WATER CISTERN. In a 19th-century water cistern, an olive tree is suspended with its roots left growing in the void: a new physical and symbolic introduction to the historic hamlet of Seggiano and its landscape. With Gianandrea Gazzola, Vania Gianese, Stefano Mancuso.

Foto di Alessandro Nanni (2020)

Interpreting the roots: an encounter with the underground dimension of the landscape

The nineteenth-century water cistern stands along the perimeter of the ancient city walls of Seggiano. The vaulted space, once inaccessible, is buried below a small square overlooking the landscape of the Val d'Orcia.

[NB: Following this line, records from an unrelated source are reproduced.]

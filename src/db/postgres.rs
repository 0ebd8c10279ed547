// SPDX-License-Identifier: MIT
// Copyright 2026 Roland Dreier <roland@rolandd.dev>

//! PostgreSQL store with typed operations.
//!
//! Provides high-level operations for:
//! - Users (profiles, roles, reconciliation key changes)
//! - Training groups (members, program assignment)
//! - Programs (lookups only)

use super::{GroupRepository, RepoError, UserRepository};
use crate::models::{
    normalize_email, GroupDetail, GroupPatch, MemberSummary, NewGroup, NewUser, ProfileUpdate,
    ProgramSummary, Role, UserRecord,
};
use async_trait::async_trait;
use chrono::{DateTime, Utc};
use sqlx::postgres::{PgPool, PgPoolOptions};
use sqlx::{FromRow, Postgres, Transaction};
use std::collections::HashMap;

const MAX_CONNECTIONS: u32 = 10;

const USER_COLUMNS: &str = "id, email, name, student_name, role, created_at";

const GROUP_SELECT: &str = r#"
    SELECT g.id, g.name, g.description, g.program_id, p.title AS program_title,
           g.created_at, g.updated_at
    FROM training_groups g
    LEFT JOIN programs p ON p.id = g.program_id
"#;

/// PostgreSQL-backed store.
#[derive(Clone)]
pub struct PgStore {
    pool: PgPool,
}

impl PgStore {
    /// Connect to the database at `database_url`.
    pub async fn connect(database_url: &str) -> Result<Self, RepoError> {
        let pool = PgPoolOptions::new()
            .max_connections(MAX_CONNECTIONS)
            .connect(database_url)
            .await
            .map_err(|e| RepoError::Store(format!("Failed to connect to database: {}", e)))?;

        tracing::info!("Connected to PostgreSQL");
        Ok(Self { pool })
    }

    /// Apply pending schema migrations.
    pub async fn migrate(&self) -> Result<(), RepoError> {
        sqlx::migrate!("./migrations")
            .run(&self.pool)
            .await
            .map_err(|e| RepoError::Store(format!("Migration failed: {}", e)))?;
        tracing::info!("Database migrations applied");
        Ok(())
    }

    async fn begin(&self) -> Result<Transaction<'static, Postgres>, RepoError> {
        self.pool.begin().await.map_err(map_sqlx)
    }

    async fn load_members(
        &self,
        group_ids: &[String],
    ) -> Result<HashMap<String, Vec<MemberSummary>>, RepoError> {
        let rows = sqlx::query_as::<_, MemberRow>(
            r#"
            SELECT gm.group_id, u.id, u.name, u.student_name, u.email
            FROM group_members gm
            JOIN users u ON u.id = gm.user_id
            WHERE gm.group_id = ANY($1)
            ORDER BY u.name ASC NULLS LAST, u.id ASC
            "#,
        )
        .bind(group_ids)
        .fetch_all(&self.pool)
        .await
        .map_err(map_sqlx)?;

        let mut by_group: HashMap<String, Vec<MemberSummary>> = HashMap::new();
        for row in rows {
            by_group
                .entry(row.group_id.clone())
                .or_default()
                .push(row.into_summary());
        }
        Ok(by_group)
    }

    async fn load_group(&self, id: &str) -> Result<Option<GroupDetail>, RepoError> {
        let row = sqlx::query_as::<_, GroupRow>(&format!("{} WHERE g.id = $1", GROUP_SELECT))
            .bind(id)
            .fetch_optional(&self.pool)
            .await
            .map_err(map_sqlx)?;

        let Some(row) = row else {
            return Ok(None);
        };

        let mut members = self.load_members(std::slice::from_ref(&row.id)).await?;
        let group_members = members.remove(&row.id).unwrap_or_default();
        Ok(Some(row.into_detail(group_members)))
    }
}

// ─── User Operations ─────────────────────────────────────────

#[async_trait]
impl UserRepository for PgStore {
    async fn find_by_id(&self, id: &str) -> Result<Option<UserRecord>, RepoError> {
        let row = sqlx::query_as::<_, UserRow>(&format!(
            "SELECT {} FROM users WHERE id = $1",
            USER_COLUMNS
        ))
        .bind(id)
        .fetch_optional(&self.pool)
        .await
        .map_err(map_sqlx)?;

        row.map(UserRecord::try_from).transpose()
    }

    async fn find_by_email(&self, email: &str) -> Result<Option<UserRecord>, RepoError> {
        let row = sqlx::query_as::<_, UserRow>(&format!(
            "SELECT {} FROM users WHERE lower(email) = $1",
            USER_COLUMNS
        ))
        .bind(normalize_email(email))
        .fetch_optional(&self.pool)
        .await
        .map_err(map_sqlx)?;

        row.map(UserRecord::try_from).transpose()
    }

    async fn create(&self, user: NewUser) -> Result<UserRecord, RepoError> {
        let row = sqlx::query_as::<_, UserRow>(&format!(
            r#"
            INSERT INTO users (id, email, name, student_name, role)
            VALUES ($1, $2, $3, $4, $5)
            RETURNING {}
            "#,
            USER_COLUMNS
        ))
        .bind(&user.id)
        .bind(user.email.as_deref().map(normalize_email))
        .bind(&user.display_name)
        .bind(&user.student_alias)
        .bind(user.role.as_str())
        .fetch_one(&self.pool)
        .await
        .map_err(map_sqlx)?;

        UserRecord::try_from(row)
    }

    async fn update_id(&self, old_id: &str, new_id: &str) -> Result<UserRecord, RepoError> {
        // group_members.user_id follows via ON UPDATE CASCADE.
        let row = sqlx::query_as::<_, UserRow>(&format!(
            "UPDATE users SET id = $2 WHERE id = $1 RETURNING {}",
            USER_COLUMNS
        ))
        .bind(old_id)
        .bind(new_id)
        .fetch_optional(&self.pool)
        .await
        .map_err(map_sqlx)?
        .ok_or_else(|| RepoError::NotFound(format!("user {}", old_id)))?;

        UserRecord::try_from(row)
    }

    async fn update_role(&self, id: &str, role: Role) -> Result<UserRecord, RepoError> {
        let row = sqlx::query_as::<_, UserRow>(&format!(
            "UPDATE users SET role = $2 WHERE id = $1 RETURNING {}",
            USER_COLUMNS
        ))
        .bind(id)
        .bind(role.as_str())
        .fetch_optional(&self.pool)
        .await
        .map_err(map_sqlx)?
        .ok_or_else(|| RepoError::NotFound(format!("user {}", id)))?;

        UserRecord::try_from(row)
    }

    async fn update_profile(
        &self,
        id: &str,
        update: ProfileUpdate,
    ) -> Result<UserRecord, RepoError> {
        let clear_alias = matches!(update.student_alias, Some(None));
        let new_alias = update.student_alias.flatten();

        let row = sqlx::query_as::<_, UserRow>(&format!(
            r#"
            UPDATE users
            SET name = COALESCE($2, name),
                student_name = CASE WHEN $4 THEN NULL ELSE COALESCE($3, student_name) END,
                role = COALESCE($5, role)
            WHERE id = $1
            RETURNING {}
            "#,
            USER_COLUMNS
        ))
        .bind(id)
        .bind(&update.display_name)
        .bind(&new_alias)
        .bind(clear_alias)
        .bind(update.role.map(|r| r.as_str()))
        .fetch_optional(&self.pool)
        .await
        .map_err(map_sqlx)?
        .ok_or_else(|| RepoError::NotFound(format!("user {}", id)))?;

        UserRecord::try_from(row)
    }

    async fn list(&self) -> Result<Vec<UserRecord>, RepoError> {
        let rows = sqlx::query_as::<_, UserRow>(&format!(
            "SELECT {} FROM users ORDER BY created_at DESC, id ASC",
            USER_COLUMNS
        ))
        .fetch_all(&self.pool)
        .await
        .map_err(map_sqlx)?;

        rows.into_iter().map(UserRecord::try_from).collect()
    }
}

// ─── Group Operations ────────────────────────────────────────

#[async_trait]
impl GroupRepository for PgStore {
    async fn list_groups(&self) -> Result<Vec<GroupDetail>, RepoError> {
        let rows = sqlx::query_as::<_, GroupRow>(&format!(
            "{} ORDER BY g.created_at DESC, g.id ASC",
            GROUP_SELECT
        ))
        .fetch_all(&self.pool)
        .await
        .map_err(map_sqlx)?;

        let ids: Vec<String> = rows.iter().map(|r| r.id.clone()).collect();
        let mut members = self.load_members(&ids).await?;

        Ok(rows
            .into_iter()
            .map(|row| {
                let group_members = members.remove(&row.id).unwrap_or_default();
                row.into_detail(group_members)
            })
            .collect())
    }

    async fn find_group(&self, id: &str) -> Result<Option<GroupDetail>, RepoError> {
        self.load_group(id).await
    }

    async fn create_group(&self, group: NewGroup) -> Result<GroupDetail, RepoError> {
        let id = uuid::Uuid::new_v4().to_string();
        let mut tx = self.begin().await?;

        sqlx::query(
            r#"
            INSERT INTO training_groups (id, name, description, program_id)
            VALUES ($1, $2, $3, $4)
            "#,
        )
        .bind(&id)
        .bind(&group.name)
        .bind(&group.description)
        .bind(&group.program_id)
        .execute(&mut *tx)
        .await
        .map_err(map_sqlx)?;

        insert_members(&mut tx, &id, &group.member_ids).await?;
        tx.commit().await.map_err(map_sqlx)?;

        tracing::debug!(group_id = %id, members = group.member_ids.len(), "Group created");

        self.load_group(&id)
            .await?
            .ok_or_else(|| RepoError::Store(format!("group {} vanished after insert", id)))
    }

    async fn update_group(&self, id: &str, patch: GroupPatch) -> Result<GroupDetail, RepoError> {
        let mut tx = self.begin().await?;

        let current = sqlx::query_as::<_, GroupColumns>(
            "SELECT name, description, program_id FROM training_groups WHERE id = $1 FOR UPDATE",
        )
        .bind(id)
        .fetch_optional(&mut *tx)
        .await
        .map_err(map_sqlx)?
        .ok_or_else(|| RepoError::NotFound(format!("group {}", id)))?;

        let name = patch.name.unwrap_or(current.name);
        let description = patch.description.unwrap_or(current.description);
        let program_id = patch.program_id.unwrap_or(current.program_id);

        sqlx::query(
            r#"
            UPDATE training_groups
            SET name = $2, description = $3, program_id = $4, updated_at = now()
            WHERE id = $1
            "#,
        )
        .bind(id)
        .bind(&name)
        .bind(&description)
        .bind(&program_id)
        .execute(&mut *tx)
        .await
        .map_err(map_sqlx)?;

        if let Some(member_ids) = &patch.member_ids {
            sqlx::query("DELETE FROM group_members WHERE group_id = $1")
                .bind(id)
                .execute(&mut *tx)
                .await
                .map_err(map_sqlx)?;
            insert_members(&mut tx, id, member_ids).await?;
        }

        tx.commit().await.map_err(map_sqlx)?;

        self.load_group(id)
            .await?
            .ok_or_else(|| RepoError::NotFound(format!("group {}", id)))
    }

    async fn delete_group(&self, id: &str) -> Result<(), RepoError> {
        let result = sqlx::query("DELETE FROM training_groups WHERE id = $1")
            .bind(id)
            .execute(&self.pool)
            .await
            .map_err(map_sqlx)?;

        if result.rows_affected() == 0 {
            return Err(RepoError::NotFound(format!("group {}", id)));
        }
        Ok(())
    }

    async fn find_program(&self, id: &str) -> Result<Option<ProgramSummary>, RepoError> {
        sqlx::query_as::<_, ProgramRow>("SELECT id, title FROM programs WHERE id = $1")
            .bind(id)
            .fetch_optional(&self.pool)
            .await
            .map(|row| row.map(|r| ProgramSummary { id: r.id, title: r.title }))
            .map_err(map_sqlx)
    }
}

async fn insert_members(
    tx: &mut Transaction<'static, Postgres>,
    group_id: &str,
    member_ids: &[String],
) -> Result<(), RepoError> {
    if member_ids.is_empty() {
        return Ok(());
    }

    sqlx::query(
        r#"
        INSERT INTO group_members (group_id, user_id)
        SELECT $1, member_id FROM UNNEST($2::text[]) AS member_id
        ON CONFLICT DO NOTHING
        "#,
    )
    .bind(group_id)
    .bind(member_ids)
    .execute(&mut **tx)
    .await
    .map_err(map_sqlx)?;
    Ok(())
}

/// Translate driver errors into repository errors.
///
/// Unique violations (23505) become `Conflict` so callers can recover from
/// creation races; foreign key violations (23503) become `InvalidReference`.
fn map_sqlx(err: sqlx::Error) -> RepoError {
    if let sqlx::Error::Database(db_err) = &err {
        if db_err.is_unique_violation() {
            return RepoError::Conflict(db_err.message().to_string());
        }
        if db_err.is_foreign_key_violation() {
            return RepoError::InvalidReference(db_err.message().to_string());
        }
    }
    RepoError::Store(err.to_string())
}

// ─── Row Types ───────────────────────────────────────────────

#[derive(Debug, FromRow)]
struct UserRow {
    id: String,
    email: Option<String>,
    name: Option<String>,
    student_name: Option<String>,
    role: String,
    created_at: DateTime<Utc>,
}

impl TryFrom<UserRow> for UserRecord {
    type Error = RepoError;

    fn try_from(row: UserRow) -> Result<Self, Self::Error> {
        let role = row
            .role
            .parse::<Role>()
            .map_err(|e| RepoError::Store(e.to_string()))?;
        Ok(UserRecord {
            id: row.id,
            email: row.email,
            display_name: row.name,
            student_alias: row.student_name,
            role,
            created_at: row.created_at,
        })
    }
}

#[derive(Debug, FromRow)]
struct GroupRow {
    id: String,
    name: String,
    description: Option<String>,
    program_id: Option<String>,
    program_title: Option<String>,
    created_at: DateTime<Utc>,
    updated_at: DateTime<Utc>,
}

impl GroupRow {
    fn into_detail(self, members: Vec<MemberSummary>) -> GroupDetail {
        let program = match (&self.program_id, self.program_title) {
            (Some(id), Some(title)) => Some(ProgramSummary {
                id: id.clone(),
                title,
            }),
            _ => None,
        };
        GroupDetail {
            id: self.id,
            name: self.name,
            description: self.description,
            program_id: self.program_id,
            program,
            members,
            created_at: self.created_at,
            updated_at: self.updated_at,
        }
    }
}

#[derive(Debug, FromRow)]
struct GroupColumns {
    name: String,
    description: Option<String>,
    program_id: Option<String>,
}

#[derive(Debug, FromRow)]
struct MemberRow {
    group_id: String,
    id: String,
    name: Option<String>,
    student_name: Option<String>,
    email: Option<String>,
}

impl MemberRow {
    fn into_summary(self) -> MemberSummary {
        MemberSummary {
            id: self.id,
            name: self.name,
            student_name: self.student_name,
            email: self.email,
        }
    }
}

#[derive(Debug, FromRow)]
struct ProgramRow {
    id: String,
    title: String,
}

The design decision was to devote this space to the underground, invisible dimension of the landscape: a physical and symbolic gateway to the town and the Museum of the Land and Olive Tree of Seggiano. 

In the cistern, accessible through a new underground access, one can observe the roots of an olive tree from Seggiano, fixed on the brick masonry dome.
The electrical activity of the tree's roots, fed by aeroponics - to date it is the largest plant in the world fed this way - will be observed through a series of sensors designed by the University of Florence's Laboratory of Plant Neurobiology (LINV) directed by Stefano Mancuso.

The same electrical signals will be translated into an artistic writing by Gianandrea Gazzola, in an installation housed in one of the new underground access chambers, lit through a zenithal skylight.